Could you filter the material and copy every line where the word "description" occurs?

== == ==

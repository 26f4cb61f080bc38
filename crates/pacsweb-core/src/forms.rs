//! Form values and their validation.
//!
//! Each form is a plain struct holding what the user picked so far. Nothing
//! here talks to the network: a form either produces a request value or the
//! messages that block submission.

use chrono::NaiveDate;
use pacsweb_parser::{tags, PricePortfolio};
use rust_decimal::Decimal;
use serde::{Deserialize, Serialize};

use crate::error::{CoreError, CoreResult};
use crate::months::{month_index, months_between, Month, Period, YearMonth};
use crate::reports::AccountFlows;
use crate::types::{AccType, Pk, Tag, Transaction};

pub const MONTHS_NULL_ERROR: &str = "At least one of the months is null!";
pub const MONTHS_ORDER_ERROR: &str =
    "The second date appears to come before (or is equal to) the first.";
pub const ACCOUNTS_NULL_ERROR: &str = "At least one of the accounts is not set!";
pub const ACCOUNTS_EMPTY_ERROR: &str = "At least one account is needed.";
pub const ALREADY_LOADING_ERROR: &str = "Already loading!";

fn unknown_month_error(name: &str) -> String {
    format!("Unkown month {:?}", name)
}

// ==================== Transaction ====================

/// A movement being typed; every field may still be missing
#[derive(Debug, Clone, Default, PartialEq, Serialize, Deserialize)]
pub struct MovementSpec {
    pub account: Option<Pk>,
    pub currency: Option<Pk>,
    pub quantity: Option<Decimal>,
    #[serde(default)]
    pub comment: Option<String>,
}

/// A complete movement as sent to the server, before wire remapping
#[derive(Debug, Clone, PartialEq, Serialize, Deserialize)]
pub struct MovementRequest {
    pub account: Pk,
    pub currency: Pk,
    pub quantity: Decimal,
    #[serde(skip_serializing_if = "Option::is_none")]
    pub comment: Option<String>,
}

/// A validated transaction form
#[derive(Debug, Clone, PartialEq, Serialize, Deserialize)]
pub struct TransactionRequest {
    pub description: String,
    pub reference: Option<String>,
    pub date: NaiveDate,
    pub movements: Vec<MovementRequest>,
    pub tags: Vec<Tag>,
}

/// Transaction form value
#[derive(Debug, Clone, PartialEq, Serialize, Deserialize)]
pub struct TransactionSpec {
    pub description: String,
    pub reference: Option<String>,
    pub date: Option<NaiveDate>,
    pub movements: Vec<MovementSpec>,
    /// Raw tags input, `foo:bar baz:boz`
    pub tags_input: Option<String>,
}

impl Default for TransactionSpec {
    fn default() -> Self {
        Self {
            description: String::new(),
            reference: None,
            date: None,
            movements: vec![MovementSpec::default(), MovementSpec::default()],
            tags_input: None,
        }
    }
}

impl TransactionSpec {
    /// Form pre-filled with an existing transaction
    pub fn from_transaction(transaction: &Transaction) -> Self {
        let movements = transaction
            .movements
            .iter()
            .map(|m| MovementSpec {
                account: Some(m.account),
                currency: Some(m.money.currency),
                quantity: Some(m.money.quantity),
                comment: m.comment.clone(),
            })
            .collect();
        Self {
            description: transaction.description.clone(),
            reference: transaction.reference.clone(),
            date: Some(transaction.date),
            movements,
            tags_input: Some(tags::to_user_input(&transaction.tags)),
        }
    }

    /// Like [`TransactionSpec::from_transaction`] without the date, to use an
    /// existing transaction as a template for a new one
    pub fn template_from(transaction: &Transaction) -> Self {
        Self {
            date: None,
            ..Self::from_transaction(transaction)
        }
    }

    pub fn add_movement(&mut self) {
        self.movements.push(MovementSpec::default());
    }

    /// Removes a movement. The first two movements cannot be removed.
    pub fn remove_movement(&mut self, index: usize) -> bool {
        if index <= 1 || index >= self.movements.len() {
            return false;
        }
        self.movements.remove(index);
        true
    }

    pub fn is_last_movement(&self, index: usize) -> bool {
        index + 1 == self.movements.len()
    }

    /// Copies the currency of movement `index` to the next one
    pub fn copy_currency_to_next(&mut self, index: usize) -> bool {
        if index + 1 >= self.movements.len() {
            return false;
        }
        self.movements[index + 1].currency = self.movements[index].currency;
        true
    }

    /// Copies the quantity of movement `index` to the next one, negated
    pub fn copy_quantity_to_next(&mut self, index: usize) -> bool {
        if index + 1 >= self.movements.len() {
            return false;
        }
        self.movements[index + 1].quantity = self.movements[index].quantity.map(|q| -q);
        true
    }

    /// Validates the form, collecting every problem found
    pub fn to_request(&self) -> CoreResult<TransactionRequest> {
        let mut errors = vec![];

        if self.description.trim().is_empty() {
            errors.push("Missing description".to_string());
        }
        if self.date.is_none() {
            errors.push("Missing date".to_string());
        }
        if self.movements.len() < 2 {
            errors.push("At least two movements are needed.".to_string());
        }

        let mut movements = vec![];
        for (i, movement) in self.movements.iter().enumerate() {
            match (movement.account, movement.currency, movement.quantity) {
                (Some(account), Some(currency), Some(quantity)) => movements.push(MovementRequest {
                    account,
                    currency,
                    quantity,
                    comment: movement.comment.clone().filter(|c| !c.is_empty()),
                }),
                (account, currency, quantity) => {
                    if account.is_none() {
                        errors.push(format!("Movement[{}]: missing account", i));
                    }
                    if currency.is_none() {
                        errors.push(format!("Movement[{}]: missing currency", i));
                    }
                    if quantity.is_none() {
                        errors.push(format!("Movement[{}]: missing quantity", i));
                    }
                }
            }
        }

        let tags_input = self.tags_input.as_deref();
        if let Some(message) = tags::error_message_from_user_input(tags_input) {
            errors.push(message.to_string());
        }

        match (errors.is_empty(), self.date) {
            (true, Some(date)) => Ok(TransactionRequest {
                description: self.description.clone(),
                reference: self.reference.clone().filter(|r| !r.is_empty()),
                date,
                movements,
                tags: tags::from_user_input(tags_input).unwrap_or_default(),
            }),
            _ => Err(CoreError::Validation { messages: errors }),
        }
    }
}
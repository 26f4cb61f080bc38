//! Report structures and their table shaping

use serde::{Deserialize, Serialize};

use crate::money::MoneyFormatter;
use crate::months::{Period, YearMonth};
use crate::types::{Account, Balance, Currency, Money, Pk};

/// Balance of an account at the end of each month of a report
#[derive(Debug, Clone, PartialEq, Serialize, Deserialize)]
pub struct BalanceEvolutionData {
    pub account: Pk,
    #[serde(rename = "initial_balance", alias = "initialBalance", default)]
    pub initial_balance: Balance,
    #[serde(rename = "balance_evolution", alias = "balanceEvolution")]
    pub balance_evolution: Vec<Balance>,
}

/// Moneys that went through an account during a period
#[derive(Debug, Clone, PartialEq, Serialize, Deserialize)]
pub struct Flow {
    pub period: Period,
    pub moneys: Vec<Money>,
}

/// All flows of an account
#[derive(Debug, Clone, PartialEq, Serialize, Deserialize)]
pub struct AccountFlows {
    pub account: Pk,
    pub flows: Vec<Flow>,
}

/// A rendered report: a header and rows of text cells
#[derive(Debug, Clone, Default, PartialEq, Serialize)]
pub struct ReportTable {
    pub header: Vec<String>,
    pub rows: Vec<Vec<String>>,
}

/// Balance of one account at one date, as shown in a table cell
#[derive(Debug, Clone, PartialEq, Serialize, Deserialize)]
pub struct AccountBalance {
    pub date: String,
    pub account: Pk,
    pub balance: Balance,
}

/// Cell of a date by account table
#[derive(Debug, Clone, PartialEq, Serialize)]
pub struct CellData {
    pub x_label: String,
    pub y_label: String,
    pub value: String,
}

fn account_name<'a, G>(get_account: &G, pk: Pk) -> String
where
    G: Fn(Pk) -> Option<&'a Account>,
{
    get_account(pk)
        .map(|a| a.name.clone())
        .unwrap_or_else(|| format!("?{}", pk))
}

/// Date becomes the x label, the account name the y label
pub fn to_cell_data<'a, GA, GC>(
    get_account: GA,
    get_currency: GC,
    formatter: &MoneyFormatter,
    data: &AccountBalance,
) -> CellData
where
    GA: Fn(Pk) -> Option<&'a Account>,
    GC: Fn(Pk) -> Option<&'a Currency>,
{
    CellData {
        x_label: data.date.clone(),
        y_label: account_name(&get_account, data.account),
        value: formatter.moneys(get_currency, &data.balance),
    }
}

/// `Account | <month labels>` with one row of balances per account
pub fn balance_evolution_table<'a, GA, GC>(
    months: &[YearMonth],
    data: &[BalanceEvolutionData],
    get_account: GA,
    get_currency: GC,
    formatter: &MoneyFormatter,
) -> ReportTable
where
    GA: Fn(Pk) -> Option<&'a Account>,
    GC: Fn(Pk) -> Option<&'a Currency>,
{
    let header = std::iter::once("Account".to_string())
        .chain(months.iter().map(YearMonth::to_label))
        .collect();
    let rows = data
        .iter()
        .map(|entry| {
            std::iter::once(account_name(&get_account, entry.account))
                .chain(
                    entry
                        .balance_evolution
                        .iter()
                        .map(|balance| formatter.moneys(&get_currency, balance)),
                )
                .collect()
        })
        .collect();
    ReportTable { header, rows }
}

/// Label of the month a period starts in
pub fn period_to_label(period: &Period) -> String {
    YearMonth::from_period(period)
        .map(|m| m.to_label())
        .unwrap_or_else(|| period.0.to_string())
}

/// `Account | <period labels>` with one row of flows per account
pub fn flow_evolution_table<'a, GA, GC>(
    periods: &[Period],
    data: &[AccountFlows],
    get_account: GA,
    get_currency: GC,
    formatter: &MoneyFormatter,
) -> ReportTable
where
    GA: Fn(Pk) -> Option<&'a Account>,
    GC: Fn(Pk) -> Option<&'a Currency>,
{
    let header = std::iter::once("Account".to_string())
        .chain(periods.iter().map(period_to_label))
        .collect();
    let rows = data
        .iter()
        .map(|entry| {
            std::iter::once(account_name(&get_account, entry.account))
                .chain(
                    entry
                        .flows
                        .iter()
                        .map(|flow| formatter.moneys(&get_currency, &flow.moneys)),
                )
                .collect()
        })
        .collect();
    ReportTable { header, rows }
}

== == ==

__Exercise output__.
    pub description: String,
    pub description: String,
            description: String::new(),
            description: transaction.description.clone(),
        if self.description.trim().is_empty() {
            errors.push("Missing description".to_string());
                description: self.description.clone(),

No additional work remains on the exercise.